__WORK INSTRUCTION__:
Return all the entries below exactly as they were given.

__Stored items__:
- - -
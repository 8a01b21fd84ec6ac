use super::{HEADER, TransactionRow};
use crate::actual::{Account, Transaction};
use crate::resolver::NameResolver;
use std::io::Write;

/// Writes the transaction report, one batch of rows per account.
///
/// Each batch is rendered in memory first and handed to the destination in a single
/// write, so a batch that fails leaves nothing behind for later writes to flush.
pub struct TransactionCsvWriter<W: Write> {
    destination: W,
    resolver: NameResolver,
}

impl<W: Write> TransactionCsvWriter<W> {
    /// Writes and flushes the header. An error here means `destination` is unusable.
    pub fn new(destination: W, resolver: NameResolver) -> csv::Result<Self> {
        let mut writer = Self {
            destination,
            resolver,
        };
        let header = render([HEADER])?;
        writer.write_out(&header)?;

        Ok(writer)
    }

    /// Appends the rows of `account`'s transactions, in order, then flushes.
    pub fn add_batch(&mut self, account: &Account, transactions: &[Transaction]) -> csv::Result<()> {
        if transactions.is_empty() {
            return Ok(());
        }

        let rows: Vec<TransactionRow> = transactions
            .iter()
            .map(|transaction| TransactionRow::new(account, transaction, &self.resolver))
            .collect();

        let batch = render(rows.iter().map(TransactionRow::as_record))?;
        self.write_out(&batch)
    }

    pub fn into_inner(self) -> W {
        self.destination
    }

    fn write_out(&mut self, bytes: &[u8]) -> csv::Result<()> {
        self.destination.write_all(bytes)?;
        self.destination.flush()?;
        Ok(())
    }
}

fn render<'a, I>(records: I) -> csv::Result<Vec<u8>>
where
    I: IntoIterator<Item = [&'a str; 7]>,
{
    let mut scratch = csv::WriterBuilder::new()
        .has_headers(false)
        .from_writer(Vec::new());
    for record in records {
        scratch.write_record(record)?;
    }
    let bytes = scratch.into_inner().map_err(|e| e.into_error())?;
    Ok(bytes)
}
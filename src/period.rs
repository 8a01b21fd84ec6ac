//! Monthly reporting period of an export

use chrono::{Datelike, Local, Months, NaiveDate};
use std::fmt;
use std::str::FromStr;

pub const ACTUAL_DATE_FORMAT: &str = "%Y-%m-%d";

#[derive(Debug, Clone, Copy, PartialEq, Eq)]
pub struct ReportPeriod {
    first_day: NaiveDate,
    last_day: NaiveDate,
}

impl ReportPeriod {
    pub fn month(year: i32, month: u32) -> Option<Self> {
        let first_day = NaiveDate::from_ymd_opt(year, month, 1)?;
        let last_day = first_day.checked_add_months(Months::new(1))?.pred_opt()?;
        Some(Self {
            first_day,
            last_day,
        })
    }

    /// Month of the local date at the time of the call.
    pub fn current() -> Option<Self> {
        let today = Local::now().date_naive();
        Self::month(today.year(), today.month())
    }

    /// `since_date` of the export, `YYYY-MM-DD`.
    pub fn start_date(&self) -> String {
        self.first_day.format(ACTUAL_DATE_FORMAT).to_string()
    }

    /// `until_date` of the export, `YYYY-MM-DD`.
    pub fn end_date(&self) -> String {
        self.last_day.format(ACTUAL_DATE_FORMAT).to_string()
    }

    pub fn file_name(&self) -> String {
        format!("{}.csv", self)
    }
}

impl fmt::Display for ReportPeriod {
    fn fmt(&self, f: &mut fmt::Formatter<'_>) -> fmt::Result {
        write!(f, "{}", self.first_day.format("%Y-%m"))
    }
}

impl FromStr for ReportPeriod {
    type Err = String;

    /// Parses a `YYYY-MM` month.
    fn from_str(s: &str) -> Result<Self, Self::Err> {
        let first_day = NaiveDate::parse_from_str(&format!("{}-01", s.trim()), ACTUAL_DATE_FORMAT)
            .map_err(|e| format!("invalid month {:?}, expected YYYY-MM: {}", s, e))?;
        Self::month(first_day.year(), first_day.month())
            .ok_or_else(|| format!("month {:?} is out of range", s))
    }
}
- - -
__RESPONSE TO THIS EXERCISE__:
repository 8a01b21fd84ec6ac
use super::{HEADER, TransactionRow};
use crate::actual::{Account, Transaction};
use crate::resolver::NameResolver;
use std::io::Write;

/// Writes the transaction report, one batch of rows per account.
///
/// Each batch is rendered in memory first and handed to the destination in a single
/// write, so a batch that fails leaves nothing behind for later writes to flush.
pub struct TransactionCsvWriter<W: Write> {
    destination: W,
    resolver: NameResolver,
}

impl<W: Write> TransactionCsvWriter<W> {
    /// Writes and flushes the header. An error here means `destination` is unusable.
    pub fn new(destination: W, resolver: NameResolver) -> csv::Result<Self> {
        let mut writer = Self {
            destination,
            resolver,
        };
        let header = render([HEADER])?;
        writer.write_out(&header)?;

        Ok(writer)
    }

    /// Appends the rows of `account`'s transactions, in order, then flushes.
    pub fn add_batch(&mut self, account: &Account, transactions: &[Transaction]) -> csv::Result<()> {
        if transactions.is_empty() {
            return Ok(());
        }

        let rows: Vec<TransactionRow> = transactions
            .iter()
            .map(|transaction| TransactionRow::new(account, transaction, &self.resolver))
            .collect();

        let batch = render(rows.iter().map(TransactionRow::as_record))?;
        self.write_out(&batch)
    }

    pub fn into_inner(self) -> W {
        self.destination
    }

    fn write_out(&mut self, bytes: &[u8]) -> csv::Result<()> {
        self.destination.write_all(bytes)?;
        self.destination.flush()?;
        Ok(())
    }
}

fn render<'a, I>(records: I) -> csv::Result<Vec<u8>>
where
    I: IntoIterator<Item = [&'a str; 7]>,
{
    let mut scratch = csv::WriterBuilder::new()
        .has_headers(false)
        .from_writer(Vec::new());
    for record in records {
        scratch.write_record(record)?;
    }
    let bytes = scratch.into_inner().map_err(|e| e.into_error())?;
    Ok(bytes)
}
filename src/period.rs
repository 8a01b21fd84ec6ac
//! Monthly reporting period of an export

use chrono::{Datelike, Local, Months, NaiveDate};
use std::fmt;
use std::str::FromStr;

pub const ACTUAL_DATE_FORMAT: &str = "%Y-%m-%d";

#[derive(Debug, Clone, Copy, PartialEq, Eq)]
pub struct ReportPeriod {
    first_day: NaiveDate,
    last_day: NaiveDate,
}

impl ReportPeriod {
    pub fn month(year: i32, month: u32) -> Option<Self> {
        let first_day = NaiveDate::from_ymd_opt(year, month, 1)?;
        let last_day = first_day.checked_add_months(Months::new(1))?.pred_opt()?;
        Some(Self {
            first_day,
            last_day,
        })
    }

    /// Month of the local date at the time of the call.
    pub fn current() -> Option<Self> {
        let today = Local::now().date_naive();
        Self::month(today.year(), today.month())
    }

    /// `since_date` of the export, `YYYY-MM-DD`.
    pub fn start_date(&self) -> String {
        self.first_day.format(ACTUAL_DATE_FORMAT).to_string()
    }

    /// `until_date` of the export, `YYYY-MM-DD`.
    pub fn end_date(&self) -> String {
        self.last_day.format(ACTUAL_DATE_FORMAT).to_string()
    }

    pub fn file_name(&self) -> String {
        format!("{}.csv", self)
    }
}

impl fmt::Display for ReportPeriod {
    fn fmt(&self, f: &mut fmt::Formatter<'_>) -> fmt::Result {
        write!(f, "{}", self.first_day.format("%Y-%m"))
    }
}

impl FromStr for ReportPeriod {
    type Err = String;

    /// Parses a `YYYY-MM` month.
    fn from_str(s: &str) -> Result<Self, Self::Err> {
        let first_day = NaiveDate::parse_from_str(&format!("{}-01", s.trim()), ACTUAL_DATE_FORMAT)
            .map_err(|e| format!("invalid month {:?}, expected YYYY-MM: {}", s, e))?;
        Self::month(first_day.year(), first_day.month())
            .ok_or_else(|| format!("month {:?} is out of range", s))
    }
}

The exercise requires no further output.